Ce que je trouve dommage, aussi, c’est qu’après 40 jours de formation, on lance des gens sur le terrain. Les centres de formation conseillent des logiciels, Liciel Diagnostics surtout. Sans vouloir être méchant, on a des “diagnostiqueurs-robots” qui cochent les cases sur leur tablette sans connaître le métier. On voit également des gens casser les prix pour obtenir des affaires.
Quelles sont vos attentes pour la profession ?
J’aimerais qu’une école du diagnostic immobilier, avec un suivi de la part des institutions, soit créée. Il pourrait y avoir un ordre du diagnostiqueur comme il y a un Ordre des médecins.
Je suis prêt à accepter des jeunes diagnostiqueurs pour leur montrer comment apprendre le métier autrement que sur tablette. J’ai également développé une application extraordinaire, pour rédiger les rapports à partir des notes de terrain. Je veux bien la mettre à disposition. Cela ne me dérange pas de former les gens, et ce n’est pas pour de l’argent.
Je n’ai pas voulu créer de franchise alors que les diagnostiqueurs sont déjà assez inquiétés et “rackettés”. Je me considère comme un petit bureau d’études. Tout se fait avec le bouche-à-oreille, la confiance, un travail sérieux et la disponibilité. C’est un métier où les vrais professionnels s’en sortiront toujours.

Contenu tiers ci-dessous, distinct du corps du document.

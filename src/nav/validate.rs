//! Integrity checks over a [`NavData`] snapshot.
//!
//! [`NavData::check`] walks the store in key order and reports every broken
//! reference and every group cycle, so the same source always produces the
//! same report. [`NavData::validate`] is the fail-fast form.

use super::{EntityKind, NavData};
use std::collections::HashMap;
use std::fmt;
use thiserror::Error;

#[derive(Debug, Clone, Copy, PartialEq, Eq)]
pub enum IntegrityKind {
    /// A section lists an id that is not in `items`.
    DanglingItemRef,
    /// A group lists an id that is neither in `sections` nor in `groups`.
    DanglingSectionOrGroupRef,
    /// A group contains itself, directly or through other groups.
    GroupCycle,
}

impl fmt::Display for IntegrityKind {
    fn fmt(&self, f: &mut fmt::Formatter<'_>) -> fmt::Result {
        f.write_str(match self {
            IntegrityKind::DanglingItemRef => "dangling item reference",
            IntegrityKind::DanglingSectionOrGroupRef => "dangling section or group reference",
            IntegrityKind::GroupCycle => "group cycle",
        })
    }
}

/// A navigation invariant violation.
///
/// `offending_id` is the id the author has to fix; `referenced_from` is the
/// section or group whose `items` list holds the bad reference.
#[derive(Error, Debug, Clone, PartialEq, Eq)]
#[error("{kind}: \"{offending_id}\" (in \"{referenced_from}\")")]
pub struct IntegrityError {
    pub kind: IntegrityKind,
    pub offending_id: String,
    pub referenced_from: String,
}

/// The same id used as a key in more than one map.
#[derive(Debug, Clone, PartialEq, Eq)]
pub struct IdCollision {
    pub id: String,
    pub kinds: Vec<EntityKind>,
}

/// An item or section without a title for a configured language.
#[derive(Debug, Clone, PartialEq, Eq)]
pub struct MissingTranslation {
    pub kind: EntityKind,
    pub id: String,
    pub lang: String,
}

#[derive(Clone, Copy, PartialEq, Eq)]
enum Mark {
    Visiting,
    Done,
}

impl NavData {
    /// Check invariants and stop at the first violation.
    pub fn validate(&self) -> Result<(), IntegrityError> {
        match self.check().into_iter().next() {
            Some(err) => Err(err),
            None => Ok(()),
        }
    }

    /// Collect every invariant violation: dangling section entries first,
    /// then dangling group entries, then cycles.
    pub fn check(&self) -> Vec<IntegrityError> {
        let mut errors = Vec::new();

        for (section_id, section) in &self.sections {
            for item_id in &section.items {
                if !self.items.contains_key(item_id) {
                    errors.push(IntegrityError {
                        kind: IntegrityKind::DanglingItemRef,
                        offending_id: item_id.clone(),
                        referenced_from: section_id.clone(),
                    });
                }
            }
        }

        for (group_id, group) in &self.groups {
            for entry in &group.items {
                if !self.sections.contains_key(entry) && !self.groups.contains_key(entry) {
                    errors.push(IntegrityError {
                        kind: IntegrityKind::DanglingSectionOrGroupRef,
                        offending_id: entry.clone(),
                        referenced_from: group_id.clone(),
                    });
                }
            }
        }

        let mut marks = HashMap::new();
        for group_id in self.groups.keys() {
            self.find_cycles(group_id, &mut marks, &mut errors);
        }

        errors
    }

    /// Depth-first walk over group → group edges. A back edge to a group
    /// still on the stack closes a cycle.
    fn find_cycles<'a>(
        &'a self,
        group_id: &'a str,
        marks: &mut HashMap<&'a str, Mark>,
        errors: &mut Vec<IntegrityError>,
    ) {
        if marks.contains_key(group_id) {
            return;
        }
        marks.insert(group_id, Mark::Visiting);

        if let Some(group) = self.groups.get(group_id) {
            for entry in &group.items {
                if !self.groups.contains_key(entry) {
                    continue;
                }
                match marks.get(entry.as_str()) {
                    Some(Mark::Visiting) => errors.push(IntegrityError {
                        kind: IntegrityKind::GroupCycle,
                        offending_id: entry.clone(),
                        referenced_from: group_id.to_string(),
                    }),
                    Some(Mark::Done) => {}
                    None => self.find_cycles(entry, marks, errors),
                }
            }
        }

        marks.insert(group_id, Mark::Done);
    }

    /// Ids that are keys in more than one of the three maps.
    pub fn id_collisions(&self) -> Vec<IdCollision> {
        let mut kinds: HashMap<&str, Vec<EntityKind>> = HashMap::new();
        let keyed = self
            .items
            .keys()
            .map(|id| (id, EntityKind::Item))
            .chain(self.sections.keys().map(|id| (id, EntityKind::Section)))
            .chain(self.groups.keys().map(|id| (id, EntityKind::Group)));
        for (id, kind) in keyed {
            kinds.entry(id.as_str()).or_default().push(kind);
        }

        let mut collisions: Vec<IdCollision> = kinds
            .into_iter()
            .filter(|(_, kinds)| kinds.len() > 1)
            .map(|(id, kinds)| IdCollision {
                id: id.to_string(),
                kinds,
            })
            .collect();
        collisions.sort_by(|a, b| a.id.cmp(&b.id));
        collisions
    }

    /// Items and sections lacking a title for any of `langs` other than the
    /// default locale, which always falls back to the base title.
    pub fn missing_translations(
        &self,
        langs: &[String],
        default_locale: &str,
    ) -> Vec<MissingTranslation> {
        let secondary: Vec<&String> = langs.iter().filter(|l| *l != default_locale).collect();
        let mut missing = Vec::new();

        let sections = self
            .sections
            .iter()
            .map(|(id, s)| (EntityKind::Section, id, &s.locale));
        let items = self
            .items
            .iter()
            .map(|(id, i)| (EntityKind::Item, id, &i.locale));

        for (kind, id, locale) in sections.chain(items) {
            for lang in &secondary {
                if !locale.contains_key(*lang) {
                    missing.push(MissingTranslation {
                        kind,
                        id: id.clone(),
                        lang: (*lang).clone(),
                    });
                }
            }
        }
        missing
    }
}
//! Console capability handed to the process runner.
//!
//! The runner never prints on its own: every visible line goes through a
//! [`Console`], so tests can record output instead of scraping stdout.

use std::io::{self, Write};
use std::sync::atomic::{AtomicBool, Ordering};

/// Marker printed on each progress heartbeat by [`StdConsole`].
pub const PROGRESS_MARKER: &str = ".";

pub trait Console: Send + Sync {
    /// A line the child wrote to stdout.
    fn out(&self, line: &str);
    /// A line the child wrote to stderr.
    fn err(&self, line: &str);
    /// One progress heartbeat.
    fn progress(&self);
    /// The command line a dry run would have executed.
    fn command(&self, command_line: &str);
}

/// Writes to the process's own stdout/stderr.
///
/// Progress markers accumulate on one stdout line. The next line printed on
/// either stream starts on a fresh line.
#[derive(Debug, Default)]
pub struct StdConsole {
    marker_open: AtomicBool,
}

impl StdConsole {
    fn write_marker(&self, w: &mut impl Write) -> io::Result<()> {
        w.write_all(PROGRESS_MARKER.as_bytes())?;
        w.flush()?;
        self.marker_open.store(true, Ordering::Relaxed);
        Ok(())
    }

    /// Terminate a run of progress markers, if one is open.
    fn end_marker_line(&self, w: &mut impl Write) -> io::Result<()> {
        if self.marker_open.swap(false, Ordering::Relaxed) {
            w.write_all(b"\n")?;
            w.flush()?;
        }
        Ok(())
    }
}

// Console write failures are not worth failing the command over.
impl Console for StdConsole {
    fn out(&self, line: &str) {
        let mut stdout = io::stdout().lock();
        let _ = self.end_marker_line(&mut stdout);
        let _ = writeln!(stdout, "{line}");
    }

    fn err(&self, line: &str) {
        let _ = self.end_marker_line(&mut io::stdout().lock());
        let _ = writeln!(io::stderr().lock(), "{line}");
    }

    fn progress(&self) {
        let _ = self.write_marker(&mut io::stdout().lock());
    }

    fn command(&self, command_line: &str) {
        let mut stdout = io::stdout().lock();
        let _ = self.end_marker_line(&mut stdout);
        let _ = writeln!(stdout, "$ {command_line}");
    }
}
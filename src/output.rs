//! CLI output formatting.
//!
//! Each report has a `format_*` function (returns `Vec<String>`) for
//! testability and a `print_*` wrapper that writes to stdout. Format
//! functions are pure: no I/O, no side effects.
//!
//! ## Navigation
//!
//! ```text
//! 001 Basics (2 items)
//!     001 Introduction → /docs/intro
//!     002 Setup → /docs/setup
//! 002 [more]
//!     001 Links (1 item)
//!         001 Repository → https://example.com/yaspp (_blank)
//! ```
//!
//! ## Check
//!
//! ```text
//! Navigation errors
//!     dangling item reference: "ghost" (in "basics")
//! Shared ids
//!     basics: section, group
//! Missing translations
//!     he: item setup
//! ```

use crate::nav::{NavEntry, NavItem, NavSection};
use crate::site::CheckReport;

/// Format a 1-based positional index as 3-digit zero-padded.
fn format_index(pos: usize) -> String {
    format!("{:0>3}", pos)
}

/// Return indentation string: 4 spaces per depth level.
fn indent(depth: usize) -> String {
    "    ".repeat(depth)
}

fn section_header(index: usize, section: &NavSection) -> String {
    let count = section.items.len();
    let noun = if count == 1 { "item" } else { "items" };
    format!("{} {} ({} {})", format_index(index), section.title, count, noun)
}

fn item_line(index: usize, item: &NavItem) -> String {
    match &item.data.target {
        Some(target) => format!(
            "{} {} \u{2192} {} ({})",
            format_index(index),
            item.data.title,
            item.data.url,
            target
        ),
        None => format!(
            "{} {} \u{2192} {}",
            format_index(index),
            item.data.title,
            item.data.url
        ),
    }
}

fn push_section(lines: &mut Vec<String>, index: usize, section: &NavSection, depth: usize) {
    lines.push(format!("{}{}", indent(depth), section_header(index, section)));
    for (i, item) in section.items.iter().enumerate() {
        lines.push(format!("{}{}", indent(depth + 1), item_line(i + 1, item)));
    }
}

fn push_entries(lines: &mut Vec<String>, entries: &[NavEntry], depth: usize) {
    for (i, entry) in entries.iter().enumerate() {
        match entry {
            NavEntry::Section(section) => push_section(lines, i + 1, section, depth),
            NavEntry::Group { id, entries } => {
                lines.push(format!("{}{} [{}]", indent(depth), format_index(i + 1), id));
                push_entries(lines, entries, depth + 1);
            }
        }
    }
}

/// Format a single resolved section.
pub fn format_section(section: &NavSection) -> Vec<String> {
    let mut lines = Vec::new();
    push_section(&mut lines, 1, section, 0);
    lines
}

/// Format an expanded group as an indented tree.
pub fn format_nav_entries(entries: &[NavEntry]) -> Vec<String> {
    let mut lines = Vec::new();
    push_entries(&mut lines, entries, 0);
    lines
}

/// Format navigation check findings. Empty sections are omitted.
pub fn format_check_report(report: &CheckReport) -> Vec<String> {
    let mut lines = Vec::new();

    if !report.integrity.is_empty() {
        lines.push("Navigation errors".to_string());
        for err in &report.integrity {
            lines.push(format!("{}{}", indent(1), err));
        }
    }

    if !report.collisions.is_empty() {
        lines.push("Shared ids".to_string());
        for collision in &report.collisions {
            let kinds: Vec<String> = collision.kinds.iter().map(|k| k.to_string()).collect();
            lines.push(format!("{}{}: {}", indent(1), collision.id, kinds.join(", ")));
        }
    }

    if !report.missing_translations.is_empty() {
        lines.push("Missing translations".to_string());
        for missing in &report.missing_translations {
            lines.push(format!(
                "{}{}: {} {}",
                indent(1),
                missing.lang,
                missing.kind,
                missing.id
            ));
        }
    }

    lines
}

pub fn print_nav_entries(entries: &[NavEntry]) {
    for line in format_nav_entries(entries) {
        println!("{}", line);
    }
}

pub fn print_section(section: &NavSection) {
    for line in format_section(section) {
        println!("{}", line);
    }
}

pub fn print_check_report(report: &CheckReport) {
    for line in format_check_report(report) {
        println!("{}", line);
    }
}

#[cfg(test)]
mod tests {
    use super::*;
    use crate::nav::{EntityKind, IdCollision, IntegrityError, IntegrityKind, MissingTranslation};
    use crate::test_helpers::sample_nav;
    use pretty_assertions::assert_eq;

    #[test]
    fn format_index_pads() {
        assert_eq!(format_index(1), "001");
        assert_eq!(format_index(42), "042");
        assert_eq!(format_index(123), "123");
    }

    #[test]
    fn indent_levels() {
        assert_eq!(indent(0), "");
        assert_eq!(indent(2), "        ");
    }

    #[test]
    fn format_group_tree() {
        let entries = sample_nav().resolve_group("main", "en").unwrap();
        assert_eq!(
            format_nav_entries(&entries),
            vec![
                "001 Basics (2 items)",
                "    001 Introduction \u{2192} /docs/intro",
                "    002 Setup \u{2192} /docs/setup",
                "002 [more]",
                "    001 Links (1 item)",
                "        001 Repository \u{2192} https://example.com/yaspp (_blank)",
            ]
        );
    }

    #[test]
    fn format_localized_section() {
        let section = sample_nav().resolve_section("basics", "he").unwrap();
        let lines = format_section(&section);
        assert_eq!(lines[0], "001 יסודות (2 items)");
        assert_eq!(lines[1], "    001 מבוא \u{2192} /docs/intro");
    }

    #[test]
    fn empty_report_has_no_lines() {
        assert!(format_check_report(&CheckReport::default()).is_empty());
    }

    #[test]
    fn format_full_report() {
        let report = CheckReport {
            integrity: vec![IntegrityError {
                kind: IntegrityKind::DanglingItemRef,
                offending_id: "ghost".into(),
                referenced_from: "basics".into(),
            }],
            collisions: vec![IdCollision {
                id: "basics".into(),
                kinds: vec![EntityKind::Section, EntityKind::Group],
            }],
            missing_translations: vec![MissingTranslation {
                kind: EntityKind::Item,
                id: "setup".into(),
                lang: "he".into(),
            }],
        };
        assert_eq!(
            format_check_report(&report),
            vec![
                "Navigation errors",
                "    dangling item reference: \"ghost\" (in \"basics\")",
                "Shared ids",
                "    basics: section, group",
                "Missing translations",
                "    he: item setup",
            ]
        );
    }
}
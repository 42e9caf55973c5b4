//! Application state.
//!
//! Shared state for all request handlers. The catalogs are constructed
//! once at startup and passed by reference; there are no ambient
//! singletons.

use std::sync::Arc;

use vitrine_catalog::{PageCatalog, SiteOrchestrator, SiteRegistry, ThemeCatalog};

use crate::auth::PrincipalSupplier;
use crate::notify::Notifier;

/// Application state shared across all handlers.
pub(crate) struct AppState {
    /// Site entity owner.
    pub(crate) registry: Arc<SiteRegistry>,
    /// Theme entity owner.
    pub(crate) themes: Arc<ThemeCatalog>,
    /// Page entity owner.
    pub(crate) pages: Arc<PageCatalog>,
    /// Cross-entity operations (bootstrap, cascade delete).
    pub(crate) orchestrator: SiteOrchestrator,
    /// Authenticated principal producer.
    pub(crate) principals: Arc<dyn PrincipalSupplier>,
    /// Outbound notification collaborator.
    pub(crate) notifier: Arc<dyn Notifier>,
}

Avez-vous des anecdotes à partager ?
Non, pour vivre heureux vivons cachés… Mais voyez, hier, Je me suis retrouvé avec une femme médecin de 91 ans, revêche, au départ, comme ce n’était pas possible. Elle remettait tout en cause, tous les diagnostics. Et puis, très rapidement, ça s’est détendu. Ça s’est terminé par un thé, des petits gâteaux et un chèque. (Rire)
Quels sont les avantages et les inconvénients ?
C’est un métier super agréable. J’ai toujours plaisir à échanger avec les autres, sur le terrain et au téléphone. Je rencontre des gens extraordinaires. J’ai une clientèle de vedettes, de ministres, de gens du sport… Le bouche-à-oreille fait qu’en travaillant avec des personnes sérieuses, on se retrouve avec une clientèle sérieuse.
Ce que je veux, c’est être cohérent, avec moi-même et avec mes clients. Faire du bon boulot. Cela va sans doute vous surprendre, mais je rédige très rarement des devis. Je dis combien ça coûte, c’est tout, parce que je fonctionne sur la confiance. C’est une question de génération. Maintenant, on a de plus en plus de gens procéduriers.
Et la retraite, vous ne l’envisagez pas ?
J’ai fait un essai, sans interrompre officiellement mon activité, et figurez-vous que je tournais en rond ! Je ne m’imaginais pas m’asseoir dans le canapé, avec une bière, à regarder la télé, sans faire d’effort physique sauf pour acheter le pain… C’est une vie dégradante pour moi. J’habite à Paris, j’ai mon jardin potager et des poules, je suis hors système. Et puis, voilà, c’est ma façon de vivre et d’être.